Carrington Bolton. J. Anal. Appl. Chem., v., No. 3. March, 1891.

We chronicle the publication of the following important bibliography:

4. A Guide to the Literature of Sugar. A book of reference for
chemists, botanists, librarians, manufacturers and planters, with
comprehensive subject index. By H. Ling Roth. London: Kegan Paul,
Trench, Trubner & Co. Limited. 1890. 8vo. Pp xvi-159.

This work contains more than 1,200 titles of books, pamphlets, and
papers relating to sugar. Many of the titles are supplemented with
brief abstracts. The alphabetical author catalogue is followed by a
chronological table and an analytical subject index. The compilation
extends to the beginning of the year 1885, and the author promises a
supplement and possibly an annual guide.

The ambitious work is useful but very incomplete. It does not include
glucose.

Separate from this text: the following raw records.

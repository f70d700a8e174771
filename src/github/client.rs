//! HTTP implementation of the GitHub API seam
//!
//! This module handles all requests the harvester makes, including:
//! - Building the HTTP client with authentication and API version headers
//! - Code search, repository metadata and raw content requests
//! - Classifying failed responses into rate limits, auth failures and transient errors

use crate::config::GitHubConfig;
use crate::github::api::GitHubApi;
use crate::github::types::{RepoId, RepoMetadata, SearchPage};
use crate::{ApiError, ApiResult, ConfigError, HarvestError};
use async_trait::async_trait;
use chrono::{DateTime, Utc};
use reqwest::header::{HeaderMap, HeaderValue, ACCEPT, AUTHORIZATION};
use reqwest::{Client, Response, StatusCode};
use std::time::Duration;
use url::Url;

/// Builds an HTTP client with the GitHub REST headers preconfigured
///
/// # Arguments
///
/// * `config` - Endpoint and user agent configuration
/// * `token` - Personal access token sent as a bearer token, if any
///
/// # Returns
///
/// * `Ok(Client)` - Successfully built HTTP client
/// * `Err(HarvestError)` - The token is not a valid header value or the client failed to build
pub fn build_http_client(config: &GitHubConfig, token: Option<&str>) -> Result<Client, HarvestError> {
    let mut headers = HeaderMap::new();
    headers.insert(
        ACCEPT,
        HeaderValue::from_static("application/vnd.github+json"),
    );
    headers.insert(
        "X-GitHub-Api-Version",
        HeaderValue::from_static("2022-11-28"),
    );

    if let Some(token) = token {
        let mut value = HeaderValue::from_str(&format!("Bearer {}", token)).map_err(|_| {
            ConfigError::Validation("GitHub token contains invalid characters".to_string())
        })?;
        value.set_sensitive(true);
        headers.insert(AUTHORIZATION, value);
    }

    let client = Client::builder()
        .user_agent(config.user_agent.as_str())
        .default_headers(headers)
        .timeout(Duration::from_secs(30))
        .connect_timeout(Duration::from_secs(10))
        .gzip(true)
        .brotli(true)
        .build()?;

    Ok(client)
}

/// GitHub REST client
pub struct GitHubClient {
    client: Client,
    api_url: Url,
    raw_url: Url,
}

impl GitHubClient {
    /// Creates a client for the configured endpoints
    ///
    /// # Arguments
    ///
    /// * `config` - Endpoint and user agent configuration
    /// * `token` - Personal access token, if any
    pub fn new(config: &GitHubConfig, token: Option<&str>) -> Result<Self, HarvestError> {
        let api_url = parse_base_url(&config.api_url)?;
        let raw_url = parse_base_url(&config.raw_url)?;
        let client = build_http_client(config, token)?;

        Ok(Self {
            client,
            api_url,
            raw_url,
        })
    }

    fn api_endpoint<'a>(&self, segments: impl IntoIterator<Item = &'a str>) -> Url {
        with_segments(&self.api_url, segments)
    }

    async fn get(&self, url: Url) -> ApiResult<Response> {
        let url_str = url.to_string();
        tracing::trace!("GET {}", url_str);

        let response = self
            .client
            .get(url)
            .send()
            .await
            .map_err(|source| ApiError::Http {
                url: url_str,
                source,
            })?;

        if response.status().is_success() {
            Ok(response)
        } else {
            Err(classify_failure(response).await)
        }
    }
}

#[async_trait]
impl GitHubApi for GitHubClient {
    async fn search_code(&self, query: &str, page: u32, per_page: u32) -> ApiResult<SearchPage> {
        let mut url = self.api_endpoint(["search", "code"]);
        url.query_pairs_mut()
            .append_pair("q", query)
            .append_pair("page", &page.to_string())
            .append_pair("per_page", &per_page.to_string());

        let url_str = url.to_string();
        let response = self.get(url).await?;
        response
            .json::<SearchPage>()
            .await
            .map_err(|e| ApiError::Decode {
                url: url_str,
                message: e.to_string(),
            })
    }

    async fn repo_metadata(&self, repo: &RepoId) -> ApiResult<RepoMetadata> {
        let url = self.api_endpoint(["repos", repo.owner.as_str(), repo.name.as_str()]);

        let url_str = url.to_string();
        let response = self.get(url).await?;
        response
            .json::<RepoMetadata>()
            .await
            .map_err(|e| ApiError::Decode {
                url: url_str,
                message: e.to_string(),
            })
    }

    async fn raw_content(&self, repo: &RepoId, branch: &str, path: &str) -> ApiResult<String> {
        let segments = [repo.owner.as_str(), repo.name.as_str()]
            .into_iter()
            .chain(branch.split('/'))
            .chain(path.split('/').filter(|s| !s.is_empty()));
        let url = with_segments(&self.raw_url, segments);

        let url_str = url.to_string();
        let response = self.get(url).await?;
        response.text().await.map_err(|source| ApiError::Http {
            url: url_str,
            source,
        })
    }
}

fn parse_base_url(value: &str) -> Result<Url, ConfigError> {
    let url = Url::parse(value)
        .map_err(|e| ConfigError::InvalidUrl(format!("Invalid base URL '{}': {}", value, e)))?;
    if url.cannot_be_a_base() {
        return Err(ConfigError::InvalidUrl(format!(
            "'{}' cannot be used as a base URL",
            value
        )));
    }
    Ok(url)
}

/// Appends percent-encoded path segments to a base URL
fn with_segments<'a>(base: &Url, segments: impl IntoIterator<Item = &'a str>) -> Url {
    let mut url = base.clone();
    // Bases are checked by parse_base_url, so this only fails for cannot-be-a-base URLs
    if let Ok(mut path) = url.path_segments_mut() {
        path.pop_if_empty().extend(segments);
    }
    url
}

/// Maps a non-success response onto the error taxonomy
///
/// | Condition | Error |
/// |-----------|-------|
/// | HTTP 429, or 403 with `X-RateLimit-Remaining: 0` or a "rate limit" body | `RateLimited` |
/// | HTTP 401, other 403 | `Unauthorized` |
/// | HTTP 404 | `NotFound` |
/// | HTTP 422 | `NoResults` |
/// | Anything else | `Status` |
async fn classify_failure(response: Response) -> ApiError {
    let status = response.status();
    let url = response.url().to_string();

    match status {
        StatusCode::UNAUTHORIZED => ApiError::Unauthorized {
            status: status.as_u16(),
        },
        StatusCode::FORBIDDEN | StatusCode::TOO_MANY_REQUESTS => {
            let headers = response.headers();
            let remaining_exhausted = headers
                .get("x-ratelimit-remaining")
                .and_then(|v| v.to_str().ok())
                .map(|v| v.trim() == "0")
                .unwrap_or(false);
            let reset_at = headers
                .get("x-ratelimit-reset")
                .and_then(|v| v.to_str().ok())
                .and_then(|v| v.trim().parse::<i64>().ok())
                .and_then(|secs| DateTime::<Utc>::from_timestamp(secs, 0));

            let body = response.text().await.unwrap_or_default();
            if status == StatusCode::TOO_MANY_REQUESTS
                || remaining_exhausted
                || body.to_lowercase().contains("rate limit")
            {
                ApiError::RateLimited { reset_at }
            } else {
                ApiError::Unauthorized {
                    status: status.as_u16(),
                }
            }
        }
        StatusCode::NOT_FOUND => ApiError::NotFound { url },
        StatusCode::UNPROCESSABLE_ENTITY => ApiError::NoResults,
        _ => ApiError::Status {
            status: status.as_u16(),
            url,
        },
    }
}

The author gives a list of fifteen periodicals devoted to
sugar, and omits exactly fifteen more recorded in Bolton's _Catalogue
of Scientific and Technical Periodicals_ (1665-1882). Angelo Sala's
_Saccharologia_ is not named, though mentioned in Roscoe and
Schorlemmer and elsewhere.

Notwithstanding some blemishes, this work is indispensable to chemists
desirous of becoming familiar with the literature of sugar. It is to
be hoped that a second edition brought down to date may be issued by
the author.

5. A Bibliography of Ptomaines accompanies Professor Victor C.
Vaughan's work, Ptomaines and Leucomaines. Philadelphia, 1888. (Pages
296-814.) 8vo.

Chemists will hail with pleasure the announcement that a new
dictionary of solubilities is in progress by a competent hand.
Professor Arthur M. Comey, of Tufts College, College Hill, Mass.,
writes that the work he has undertaken will be as complete as
possible. "The very old matter which forms so large a part of Storer's
Dictionary will be referred to, and in important cases fully given.
Abbreviations will be freely used and formulæ will be given instead of
the chemical names of substances, in the body of the book. This is
found to be absolutely necessary in order to bring the work into a
convenient size for use ..., The arrangement will be strictly
alphabetical. References to original papers will be given in all cases

Professor Comey estimates his work will contain over
70,000 entries, and will make a volume of 1,500-1,700 pages.

The following letter from Mr. Howard L. Prince, Librarian of the
United States Patent Office, explains itself:

    WASHINGTON, D.C., February 11, 1891

    _Dr. H Carrington Bolton._
      _University Club, New York, N.Y._:

    DEAR SIR--In response to your request I take pleasure in
    giving you the following information regarding the past
    accomplishments and plans for the future of the Scientific
    Library in the matter of technological indexing.

    The work of indexing periodicals has been carried on in the
    library for some years in a somewhat desultory fashion, taking
    up one journal after another, the object being, apparently, more
    to supply clerks with work than the pursuance of any well
    defined plan. However, one important work has been substantially
    completed, viz., a general index to the whole set of the
    SCIENTIFIC AMERICAN and SUPPLEMENT from 1846 to date.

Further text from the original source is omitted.